AIM OF THE EXERCISE >> Among the records below, find each line that includes the string "header" and copy it.

(Stored data)
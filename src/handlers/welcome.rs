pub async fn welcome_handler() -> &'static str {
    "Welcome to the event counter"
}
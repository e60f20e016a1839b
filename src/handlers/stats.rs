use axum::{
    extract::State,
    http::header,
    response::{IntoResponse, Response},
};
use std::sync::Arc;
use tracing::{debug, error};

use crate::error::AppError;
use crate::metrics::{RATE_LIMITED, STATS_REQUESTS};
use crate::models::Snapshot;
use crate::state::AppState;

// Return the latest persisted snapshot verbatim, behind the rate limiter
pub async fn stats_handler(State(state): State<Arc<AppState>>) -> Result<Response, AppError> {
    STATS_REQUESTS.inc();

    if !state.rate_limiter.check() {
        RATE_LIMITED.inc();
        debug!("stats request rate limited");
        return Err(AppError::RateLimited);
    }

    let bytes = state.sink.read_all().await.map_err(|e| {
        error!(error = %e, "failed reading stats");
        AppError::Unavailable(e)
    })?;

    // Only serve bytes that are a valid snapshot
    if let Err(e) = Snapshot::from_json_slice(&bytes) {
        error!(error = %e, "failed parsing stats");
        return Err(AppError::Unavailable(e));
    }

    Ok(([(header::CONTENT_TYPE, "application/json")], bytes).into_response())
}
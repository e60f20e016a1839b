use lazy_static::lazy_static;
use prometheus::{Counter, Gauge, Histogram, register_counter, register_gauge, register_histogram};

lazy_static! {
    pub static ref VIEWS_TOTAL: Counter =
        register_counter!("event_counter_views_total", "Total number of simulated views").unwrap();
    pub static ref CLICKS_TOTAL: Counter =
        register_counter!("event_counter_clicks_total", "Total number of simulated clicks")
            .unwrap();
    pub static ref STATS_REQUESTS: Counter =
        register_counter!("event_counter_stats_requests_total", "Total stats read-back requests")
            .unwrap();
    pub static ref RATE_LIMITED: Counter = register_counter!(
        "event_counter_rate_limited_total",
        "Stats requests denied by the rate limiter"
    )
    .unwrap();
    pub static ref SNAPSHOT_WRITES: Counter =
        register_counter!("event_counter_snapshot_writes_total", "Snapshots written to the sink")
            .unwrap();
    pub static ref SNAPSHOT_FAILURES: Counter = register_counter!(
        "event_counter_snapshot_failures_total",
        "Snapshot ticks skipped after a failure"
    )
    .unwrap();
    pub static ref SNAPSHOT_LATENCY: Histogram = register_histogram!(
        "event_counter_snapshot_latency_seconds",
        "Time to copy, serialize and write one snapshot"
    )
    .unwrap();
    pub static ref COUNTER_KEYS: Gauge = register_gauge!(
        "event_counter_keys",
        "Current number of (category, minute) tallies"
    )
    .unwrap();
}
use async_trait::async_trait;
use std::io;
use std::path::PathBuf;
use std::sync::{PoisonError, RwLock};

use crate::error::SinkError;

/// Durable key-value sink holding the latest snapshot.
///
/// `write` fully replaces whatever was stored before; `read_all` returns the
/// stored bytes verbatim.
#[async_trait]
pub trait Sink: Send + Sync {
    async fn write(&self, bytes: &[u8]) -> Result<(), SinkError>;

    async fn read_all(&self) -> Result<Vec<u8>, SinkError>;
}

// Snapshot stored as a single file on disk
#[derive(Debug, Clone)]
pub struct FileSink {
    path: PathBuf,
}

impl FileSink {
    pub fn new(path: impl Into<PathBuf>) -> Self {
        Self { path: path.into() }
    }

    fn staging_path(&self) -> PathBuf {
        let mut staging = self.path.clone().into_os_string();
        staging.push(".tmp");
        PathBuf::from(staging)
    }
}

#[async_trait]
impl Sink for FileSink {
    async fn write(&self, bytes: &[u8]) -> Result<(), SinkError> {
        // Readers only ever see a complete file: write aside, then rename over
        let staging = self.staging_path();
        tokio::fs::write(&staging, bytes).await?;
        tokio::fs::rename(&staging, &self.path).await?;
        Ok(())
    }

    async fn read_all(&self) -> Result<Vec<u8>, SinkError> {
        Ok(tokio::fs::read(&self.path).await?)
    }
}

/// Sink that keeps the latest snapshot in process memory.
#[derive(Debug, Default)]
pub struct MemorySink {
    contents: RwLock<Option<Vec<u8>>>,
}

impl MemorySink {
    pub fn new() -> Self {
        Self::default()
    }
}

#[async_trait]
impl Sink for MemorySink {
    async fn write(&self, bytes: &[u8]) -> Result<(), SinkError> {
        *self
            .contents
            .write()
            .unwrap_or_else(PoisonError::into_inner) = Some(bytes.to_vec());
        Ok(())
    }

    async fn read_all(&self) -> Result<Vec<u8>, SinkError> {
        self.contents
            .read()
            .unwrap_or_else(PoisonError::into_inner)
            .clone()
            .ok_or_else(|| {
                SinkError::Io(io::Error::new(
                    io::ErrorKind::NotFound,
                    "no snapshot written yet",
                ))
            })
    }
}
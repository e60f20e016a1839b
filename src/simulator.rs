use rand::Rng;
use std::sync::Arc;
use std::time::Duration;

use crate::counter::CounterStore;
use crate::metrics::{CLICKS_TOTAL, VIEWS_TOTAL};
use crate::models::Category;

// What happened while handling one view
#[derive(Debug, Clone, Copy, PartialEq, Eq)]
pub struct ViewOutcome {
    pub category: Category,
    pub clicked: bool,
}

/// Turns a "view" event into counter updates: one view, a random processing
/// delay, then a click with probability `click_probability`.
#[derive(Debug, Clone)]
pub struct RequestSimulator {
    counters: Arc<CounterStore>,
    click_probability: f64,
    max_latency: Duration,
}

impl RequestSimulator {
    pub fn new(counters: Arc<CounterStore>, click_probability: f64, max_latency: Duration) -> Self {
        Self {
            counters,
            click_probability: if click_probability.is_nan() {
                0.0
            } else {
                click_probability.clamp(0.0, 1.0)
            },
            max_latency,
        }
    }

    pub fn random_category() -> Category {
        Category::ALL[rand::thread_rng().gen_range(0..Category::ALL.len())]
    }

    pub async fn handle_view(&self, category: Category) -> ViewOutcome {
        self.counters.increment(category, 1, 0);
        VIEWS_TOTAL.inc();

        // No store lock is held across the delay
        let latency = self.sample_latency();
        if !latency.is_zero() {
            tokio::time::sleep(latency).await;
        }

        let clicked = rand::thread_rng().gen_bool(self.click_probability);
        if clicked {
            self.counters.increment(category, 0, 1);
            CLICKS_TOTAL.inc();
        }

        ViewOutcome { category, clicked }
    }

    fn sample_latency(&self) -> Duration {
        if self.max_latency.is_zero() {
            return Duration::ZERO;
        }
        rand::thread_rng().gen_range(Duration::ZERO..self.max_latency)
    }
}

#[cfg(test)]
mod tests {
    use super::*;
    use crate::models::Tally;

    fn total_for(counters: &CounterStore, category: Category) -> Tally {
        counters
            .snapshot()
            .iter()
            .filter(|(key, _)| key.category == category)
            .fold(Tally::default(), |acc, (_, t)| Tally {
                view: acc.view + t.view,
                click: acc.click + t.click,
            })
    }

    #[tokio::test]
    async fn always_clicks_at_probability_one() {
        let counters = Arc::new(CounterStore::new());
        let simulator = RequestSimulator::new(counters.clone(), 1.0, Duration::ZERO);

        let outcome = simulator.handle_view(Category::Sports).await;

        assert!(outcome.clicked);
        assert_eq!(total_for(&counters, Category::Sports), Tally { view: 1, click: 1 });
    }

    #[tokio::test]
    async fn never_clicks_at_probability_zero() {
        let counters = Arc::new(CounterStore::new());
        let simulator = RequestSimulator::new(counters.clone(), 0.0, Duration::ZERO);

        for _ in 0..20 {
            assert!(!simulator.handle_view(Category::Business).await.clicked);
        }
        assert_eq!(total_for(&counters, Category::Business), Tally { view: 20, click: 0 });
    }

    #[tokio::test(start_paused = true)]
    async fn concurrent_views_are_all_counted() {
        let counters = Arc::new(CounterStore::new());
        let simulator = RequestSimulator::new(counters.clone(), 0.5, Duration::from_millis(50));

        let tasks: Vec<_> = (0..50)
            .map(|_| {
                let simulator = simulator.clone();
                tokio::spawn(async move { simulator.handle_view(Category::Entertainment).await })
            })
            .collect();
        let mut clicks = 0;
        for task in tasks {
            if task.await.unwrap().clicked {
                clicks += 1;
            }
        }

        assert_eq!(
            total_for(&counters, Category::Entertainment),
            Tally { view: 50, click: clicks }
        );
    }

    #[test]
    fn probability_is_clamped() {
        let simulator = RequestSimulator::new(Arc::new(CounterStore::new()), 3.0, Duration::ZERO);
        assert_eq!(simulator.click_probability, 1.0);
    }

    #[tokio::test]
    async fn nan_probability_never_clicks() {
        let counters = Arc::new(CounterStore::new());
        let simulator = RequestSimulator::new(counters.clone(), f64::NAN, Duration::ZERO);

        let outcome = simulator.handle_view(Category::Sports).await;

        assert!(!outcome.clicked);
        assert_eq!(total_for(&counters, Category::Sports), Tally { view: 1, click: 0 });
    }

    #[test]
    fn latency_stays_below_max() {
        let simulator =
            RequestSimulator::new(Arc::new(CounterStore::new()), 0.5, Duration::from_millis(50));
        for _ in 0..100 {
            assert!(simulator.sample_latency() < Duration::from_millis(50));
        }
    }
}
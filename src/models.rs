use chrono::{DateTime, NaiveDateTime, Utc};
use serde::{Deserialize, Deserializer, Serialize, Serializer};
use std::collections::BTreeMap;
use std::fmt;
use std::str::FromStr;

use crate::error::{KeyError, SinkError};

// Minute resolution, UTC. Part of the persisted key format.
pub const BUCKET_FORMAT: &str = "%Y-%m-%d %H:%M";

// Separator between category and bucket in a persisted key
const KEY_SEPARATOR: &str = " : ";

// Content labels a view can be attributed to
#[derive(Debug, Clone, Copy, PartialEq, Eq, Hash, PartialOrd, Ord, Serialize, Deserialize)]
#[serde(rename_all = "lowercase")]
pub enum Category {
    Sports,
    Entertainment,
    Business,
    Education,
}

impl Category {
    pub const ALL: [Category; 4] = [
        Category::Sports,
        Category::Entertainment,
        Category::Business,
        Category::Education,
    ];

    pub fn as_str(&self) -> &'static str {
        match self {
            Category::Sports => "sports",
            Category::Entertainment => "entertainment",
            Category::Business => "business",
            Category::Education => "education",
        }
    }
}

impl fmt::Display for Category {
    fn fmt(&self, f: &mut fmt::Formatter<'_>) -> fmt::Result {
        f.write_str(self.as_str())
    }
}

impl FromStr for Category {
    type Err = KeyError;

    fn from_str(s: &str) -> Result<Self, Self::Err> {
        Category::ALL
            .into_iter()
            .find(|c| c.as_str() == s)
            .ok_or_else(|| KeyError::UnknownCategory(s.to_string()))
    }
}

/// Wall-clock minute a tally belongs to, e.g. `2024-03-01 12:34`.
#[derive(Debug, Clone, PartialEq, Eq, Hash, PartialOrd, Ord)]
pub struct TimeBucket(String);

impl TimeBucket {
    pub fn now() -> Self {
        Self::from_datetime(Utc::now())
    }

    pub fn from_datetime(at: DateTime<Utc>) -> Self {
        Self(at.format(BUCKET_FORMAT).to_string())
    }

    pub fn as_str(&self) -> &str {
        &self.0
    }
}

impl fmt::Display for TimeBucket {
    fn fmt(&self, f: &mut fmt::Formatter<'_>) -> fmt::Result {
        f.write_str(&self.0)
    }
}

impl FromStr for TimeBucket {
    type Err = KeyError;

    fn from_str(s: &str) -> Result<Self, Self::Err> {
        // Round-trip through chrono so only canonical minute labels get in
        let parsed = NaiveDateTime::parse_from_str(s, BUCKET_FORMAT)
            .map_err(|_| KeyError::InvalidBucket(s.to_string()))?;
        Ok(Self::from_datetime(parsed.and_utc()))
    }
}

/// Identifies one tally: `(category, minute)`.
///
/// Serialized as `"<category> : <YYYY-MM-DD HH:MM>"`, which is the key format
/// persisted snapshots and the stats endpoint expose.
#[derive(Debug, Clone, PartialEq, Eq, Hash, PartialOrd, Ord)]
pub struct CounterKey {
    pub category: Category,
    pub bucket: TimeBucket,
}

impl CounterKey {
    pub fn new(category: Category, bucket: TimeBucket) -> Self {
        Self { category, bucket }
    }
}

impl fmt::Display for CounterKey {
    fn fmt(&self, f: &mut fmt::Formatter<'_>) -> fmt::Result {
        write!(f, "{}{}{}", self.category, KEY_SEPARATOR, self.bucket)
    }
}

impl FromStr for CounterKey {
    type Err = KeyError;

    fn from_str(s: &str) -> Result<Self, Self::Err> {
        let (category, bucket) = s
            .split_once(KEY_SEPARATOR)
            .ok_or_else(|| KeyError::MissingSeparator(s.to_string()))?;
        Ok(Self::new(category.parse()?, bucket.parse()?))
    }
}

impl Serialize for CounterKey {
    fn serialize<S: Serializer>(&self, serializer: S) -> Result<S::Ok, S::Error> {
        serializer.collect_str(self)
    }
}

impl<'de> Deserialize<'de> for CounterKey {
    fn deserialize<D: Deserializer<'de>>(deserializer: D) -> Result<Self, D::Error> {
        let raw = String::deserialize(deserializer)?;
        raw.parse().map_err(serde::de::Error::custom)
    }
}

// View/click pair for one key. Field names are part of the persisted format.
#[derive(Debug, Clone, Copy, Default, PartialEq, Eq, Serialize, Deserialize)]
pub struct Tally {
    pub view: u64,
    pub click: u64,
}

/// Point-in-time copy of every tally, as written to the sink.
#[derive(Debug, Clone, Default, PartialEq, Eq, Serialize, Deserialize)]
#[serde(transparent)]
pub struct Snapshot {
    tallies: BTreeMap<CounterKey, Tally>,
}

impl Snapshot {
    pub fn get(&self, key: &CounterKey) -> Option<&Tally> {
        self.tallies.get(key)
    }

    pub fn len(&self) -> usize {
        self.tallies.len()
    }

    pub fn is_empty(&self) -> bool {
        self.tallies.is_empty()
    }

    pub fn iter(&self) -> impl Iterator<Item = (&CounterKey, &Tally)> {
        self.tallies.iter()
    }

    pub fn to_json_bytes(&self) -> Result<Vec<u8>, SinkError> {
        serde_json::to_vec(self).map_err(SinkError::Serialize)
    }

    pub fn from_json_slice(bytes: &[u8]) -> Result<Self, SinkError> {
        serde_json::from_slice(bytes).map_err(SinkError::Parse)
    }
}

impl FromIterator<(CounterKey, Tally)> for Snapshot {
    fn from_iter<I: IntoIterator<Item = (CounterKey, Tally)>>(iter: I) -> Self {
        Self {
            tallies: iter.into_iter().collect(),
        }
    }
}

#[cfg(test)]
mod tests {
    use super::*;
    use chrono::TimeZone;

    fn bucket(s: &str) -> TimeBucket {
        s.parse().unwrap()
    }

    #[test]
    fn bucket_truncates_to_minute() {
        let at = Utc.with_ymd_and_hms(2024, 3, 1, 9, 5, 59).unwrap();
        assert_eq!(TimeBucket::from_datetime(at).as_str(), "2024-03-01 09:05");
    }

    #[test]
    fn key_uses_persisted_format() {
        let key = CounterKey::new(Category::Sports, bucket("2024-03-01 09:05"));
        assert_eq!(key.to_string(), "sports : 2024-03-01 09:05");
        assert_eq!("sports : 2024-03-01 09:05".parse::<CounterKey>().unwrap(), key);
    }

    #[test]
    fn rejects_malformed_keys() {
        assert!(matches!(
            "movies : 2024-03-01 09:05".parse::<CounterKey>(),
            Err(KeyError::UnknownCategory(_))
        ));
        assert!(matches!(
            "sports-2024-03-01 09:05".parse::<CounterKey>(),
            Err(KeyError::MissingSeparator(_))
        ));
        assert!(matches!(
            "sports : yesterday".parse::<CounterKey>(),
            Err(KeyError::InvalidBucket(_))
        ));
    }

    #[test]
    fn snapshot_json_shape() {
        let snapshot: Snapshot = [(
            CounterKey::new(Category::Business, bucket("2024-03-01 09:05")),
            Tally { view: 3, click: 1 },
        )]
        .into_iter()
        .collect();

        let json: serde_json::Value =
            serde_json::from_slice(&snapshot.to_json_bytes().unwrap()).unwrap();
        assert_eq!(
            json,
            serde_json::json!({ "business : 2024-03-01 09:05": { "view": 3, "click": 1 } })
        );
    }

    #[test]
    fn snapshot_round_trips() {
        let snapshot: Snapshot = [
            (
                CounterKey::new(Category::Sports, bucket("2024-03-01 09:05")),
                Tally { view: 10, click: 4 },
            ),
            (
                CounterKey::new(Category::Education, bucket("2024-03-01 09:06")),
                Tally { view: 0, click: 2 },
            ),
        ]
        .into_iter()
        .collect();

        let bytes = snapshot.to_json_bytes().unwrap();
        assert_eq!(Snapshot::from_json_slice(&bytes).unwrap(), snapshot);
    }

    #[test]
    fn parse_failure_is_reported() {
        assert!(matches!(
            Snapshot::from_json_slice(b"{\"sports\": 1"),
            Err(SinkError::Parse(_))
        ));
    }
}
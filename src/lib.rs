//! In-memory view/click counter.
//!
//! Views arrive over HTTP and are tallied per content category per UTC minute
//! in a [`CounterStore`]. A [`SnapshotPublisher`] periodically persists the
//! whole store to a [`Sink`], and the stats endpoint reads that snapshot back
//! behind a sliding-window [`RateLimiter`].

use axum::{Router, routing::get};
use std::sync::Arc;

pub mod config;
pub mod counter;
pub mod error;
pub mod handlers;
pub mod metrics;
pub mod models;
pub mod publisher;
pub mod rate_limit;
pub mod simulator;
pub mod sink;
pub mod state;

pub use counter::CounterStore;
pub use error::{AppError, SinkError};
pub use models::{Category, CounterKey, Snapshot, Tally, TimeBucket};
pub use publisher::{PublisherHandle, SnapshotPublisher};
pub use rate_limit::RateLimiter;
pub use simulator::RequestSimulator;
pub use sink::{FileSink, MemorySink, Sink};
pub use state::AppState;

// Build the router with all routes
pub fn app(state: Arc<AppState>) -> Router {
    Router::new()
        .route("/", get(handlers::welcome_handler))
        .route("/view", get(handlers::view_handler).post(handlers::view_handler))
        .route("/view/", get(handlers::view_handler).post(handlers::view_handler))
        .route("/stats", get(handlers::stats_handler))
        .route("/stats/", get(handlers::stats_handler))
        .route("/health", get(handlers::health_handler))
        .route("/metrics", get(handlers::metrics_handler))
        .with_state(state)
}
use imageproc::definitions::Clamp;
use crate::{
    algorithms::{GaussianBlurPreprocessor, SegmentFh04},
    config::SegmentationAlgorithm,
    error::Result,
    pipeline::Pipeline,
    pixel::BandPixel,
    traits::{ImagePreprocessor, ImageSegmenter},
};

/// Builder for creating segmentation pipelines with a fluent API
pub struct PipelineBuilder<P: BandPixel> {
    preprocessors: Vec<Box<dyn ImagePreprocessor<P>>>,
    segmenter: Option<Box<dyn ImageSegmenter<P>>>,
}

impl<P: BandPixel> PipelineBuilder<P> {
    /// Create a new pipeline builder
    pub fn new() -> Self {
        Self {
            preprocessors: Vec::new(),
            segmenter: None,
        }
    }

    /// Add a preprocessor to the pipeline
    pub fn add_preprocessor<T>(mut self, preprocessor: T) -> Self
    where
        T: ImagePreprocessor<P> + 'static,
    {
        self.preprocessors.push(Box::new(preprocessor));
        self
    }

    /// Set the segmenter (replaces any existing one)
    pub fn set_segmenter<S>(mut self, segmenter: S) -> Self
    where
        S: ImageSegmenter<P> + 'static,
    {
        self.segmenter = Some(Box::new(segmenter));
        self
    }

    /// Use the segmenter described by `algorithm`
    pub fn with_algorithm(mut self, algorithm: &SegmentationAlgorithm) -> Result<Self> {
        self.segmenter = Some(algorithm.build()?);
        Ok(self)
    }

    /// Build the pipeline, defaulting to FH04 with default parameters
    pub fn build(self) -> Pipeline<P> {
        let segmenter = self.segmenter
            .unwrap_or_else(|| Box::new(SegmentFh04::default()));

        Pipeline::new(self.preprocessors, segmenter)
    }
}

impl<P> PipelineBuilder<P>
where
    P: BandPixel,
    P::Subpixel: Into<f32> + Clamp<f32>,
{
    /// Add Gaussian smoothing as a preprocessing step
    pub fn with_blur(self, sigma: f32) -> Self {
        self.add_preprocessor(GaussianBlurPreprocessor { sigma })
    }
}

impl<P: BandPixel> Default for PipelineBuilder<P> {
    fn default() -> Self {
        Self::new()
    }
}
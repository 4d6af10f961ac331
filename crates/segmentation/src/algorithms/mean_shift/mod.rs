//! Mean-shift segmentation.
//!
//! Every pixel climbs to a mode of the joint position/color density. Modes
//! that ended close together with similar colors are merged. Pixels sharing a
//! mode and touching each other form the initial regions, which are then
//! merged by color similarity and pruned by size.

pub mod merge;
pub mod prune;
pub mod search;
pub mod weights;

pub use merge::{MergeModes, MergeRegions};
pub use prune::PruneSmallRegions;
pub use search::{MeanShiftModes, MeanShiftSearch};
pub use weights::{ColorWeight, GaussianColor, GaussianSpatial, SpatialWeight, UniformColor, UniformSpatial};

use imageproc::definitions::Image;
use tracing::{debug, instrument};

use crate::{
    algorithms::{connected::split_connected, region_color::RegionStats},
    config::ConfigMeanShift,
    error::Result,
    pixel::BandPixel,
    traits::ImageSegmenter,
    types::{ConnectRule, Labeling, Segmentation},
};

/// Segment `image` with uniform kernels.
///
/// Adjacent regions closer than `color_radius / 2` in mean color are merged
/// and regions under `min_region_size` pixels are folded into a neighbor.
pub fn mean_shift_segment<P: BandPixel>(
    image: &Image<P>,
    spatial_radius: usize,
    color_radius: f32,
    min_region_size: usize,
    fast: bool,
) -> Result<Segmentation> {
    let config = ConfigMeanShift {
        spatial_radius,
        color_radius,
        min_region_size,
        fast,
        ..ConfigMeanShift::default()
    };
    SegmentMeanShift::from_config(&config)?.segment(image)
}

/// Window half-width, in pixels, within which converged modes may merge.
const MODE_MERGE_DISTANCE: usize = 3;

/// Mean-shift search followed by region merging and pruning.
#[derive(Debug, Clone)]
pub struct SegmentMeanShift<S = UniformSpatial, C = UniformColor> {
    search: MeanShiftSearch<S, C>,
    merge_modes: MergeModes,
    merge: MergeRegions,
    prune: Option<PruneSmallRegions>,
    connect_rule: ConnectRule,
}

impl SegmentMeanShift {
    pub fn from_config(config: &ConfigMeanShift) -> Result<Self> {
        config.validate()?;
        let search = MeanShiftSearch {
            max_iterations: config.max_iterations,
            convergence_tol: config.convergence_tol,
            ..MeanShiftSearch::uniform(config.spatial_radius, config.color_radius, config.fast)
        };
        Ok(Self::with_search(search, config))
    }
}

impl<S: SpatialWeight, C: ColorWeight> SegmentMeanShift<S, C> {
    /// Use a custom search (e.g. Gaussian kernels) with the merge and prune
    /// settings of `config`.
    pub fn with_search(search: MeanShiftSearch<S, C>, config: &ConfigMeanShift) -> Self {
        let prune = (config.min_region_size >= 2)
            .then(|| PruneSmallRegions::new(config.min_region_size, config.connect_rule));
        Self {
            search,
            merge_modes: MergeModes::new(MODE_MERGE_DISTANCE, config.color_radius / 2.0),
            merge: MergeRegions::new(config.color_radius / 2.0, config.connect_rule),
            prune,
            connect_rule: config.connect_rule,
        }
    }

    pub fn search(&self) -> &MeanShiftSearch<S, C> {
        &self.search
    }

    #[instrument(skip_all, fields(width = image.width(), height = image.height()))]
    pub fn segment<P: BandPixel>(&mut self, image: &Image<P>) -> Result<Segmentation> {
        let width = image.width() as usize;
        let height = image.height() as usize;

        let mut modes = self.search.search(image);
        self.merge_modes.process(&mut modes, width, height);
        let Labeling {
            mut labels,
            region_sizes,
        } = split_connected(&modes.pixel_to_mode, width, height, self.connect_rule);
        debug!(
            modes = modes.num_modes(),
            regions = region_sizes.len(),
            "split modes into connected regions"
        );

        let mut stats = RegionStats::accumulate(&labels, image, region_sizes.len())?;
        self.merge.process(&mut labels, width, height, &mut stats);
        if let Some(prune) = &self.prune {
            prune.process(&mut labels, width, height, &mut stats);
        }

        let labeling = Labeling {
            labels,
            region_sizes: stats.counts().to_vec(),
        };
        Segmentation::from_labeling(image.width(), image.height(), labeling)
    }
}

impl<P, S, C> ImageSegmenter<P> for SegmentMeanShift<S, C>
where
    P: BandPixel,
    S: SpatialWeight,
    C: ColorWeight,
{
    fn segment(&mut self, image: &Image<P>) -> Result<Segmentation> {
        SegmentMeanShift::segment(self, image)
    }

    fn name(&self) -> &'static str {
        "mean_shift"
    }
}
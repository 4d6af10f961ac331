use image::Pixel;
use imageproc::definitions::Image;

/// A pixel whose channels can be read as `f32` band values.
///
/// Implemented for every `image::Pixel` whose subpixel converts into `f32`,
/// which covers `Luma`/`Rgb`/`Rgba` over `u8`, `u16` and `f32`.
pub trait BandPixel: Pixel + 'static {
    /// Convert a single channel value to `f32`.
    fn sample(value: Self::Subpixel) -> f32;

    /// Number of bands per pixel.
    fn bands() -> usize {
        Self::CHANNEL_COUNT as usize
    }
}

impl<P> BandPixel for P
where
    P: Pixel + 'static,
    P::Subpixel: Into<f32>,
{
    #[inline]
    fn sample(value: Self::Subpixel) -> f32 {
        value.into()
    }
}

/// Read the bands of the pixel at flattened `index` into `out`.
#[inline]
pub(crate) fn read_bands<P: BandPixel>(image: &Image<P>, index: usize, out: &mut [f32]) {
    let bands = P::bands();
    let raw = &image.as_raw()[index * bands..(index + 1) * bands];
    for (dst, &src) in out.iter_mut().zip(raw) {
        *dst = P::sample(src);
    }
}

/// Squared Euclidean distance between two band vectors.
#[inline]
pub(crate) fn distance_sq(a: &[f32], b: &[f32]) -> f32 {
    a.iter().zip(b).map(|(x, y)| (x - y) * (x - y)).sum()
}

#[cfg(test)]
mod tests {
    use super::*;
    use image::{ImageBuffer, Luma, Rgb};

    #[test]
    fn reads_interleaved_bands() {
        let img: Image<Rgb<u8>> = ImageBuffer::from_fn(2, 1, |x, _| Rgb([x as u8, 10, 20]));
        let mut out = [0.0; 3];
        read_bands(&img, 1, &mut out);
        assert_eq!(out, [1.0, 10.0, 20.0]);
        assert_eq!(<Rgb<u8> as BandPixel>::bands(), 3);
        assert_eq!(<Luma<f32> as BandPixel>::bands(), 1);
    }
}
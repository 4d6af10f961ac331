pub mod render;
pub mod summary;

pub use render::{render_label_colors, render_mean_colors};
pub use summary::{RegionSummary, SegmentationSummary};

RESPONSE TO THIS EXERCISE >>
    http::header,
    Ok(([(header::CONTENT_TYPE, "application/json")], bytes).into_response())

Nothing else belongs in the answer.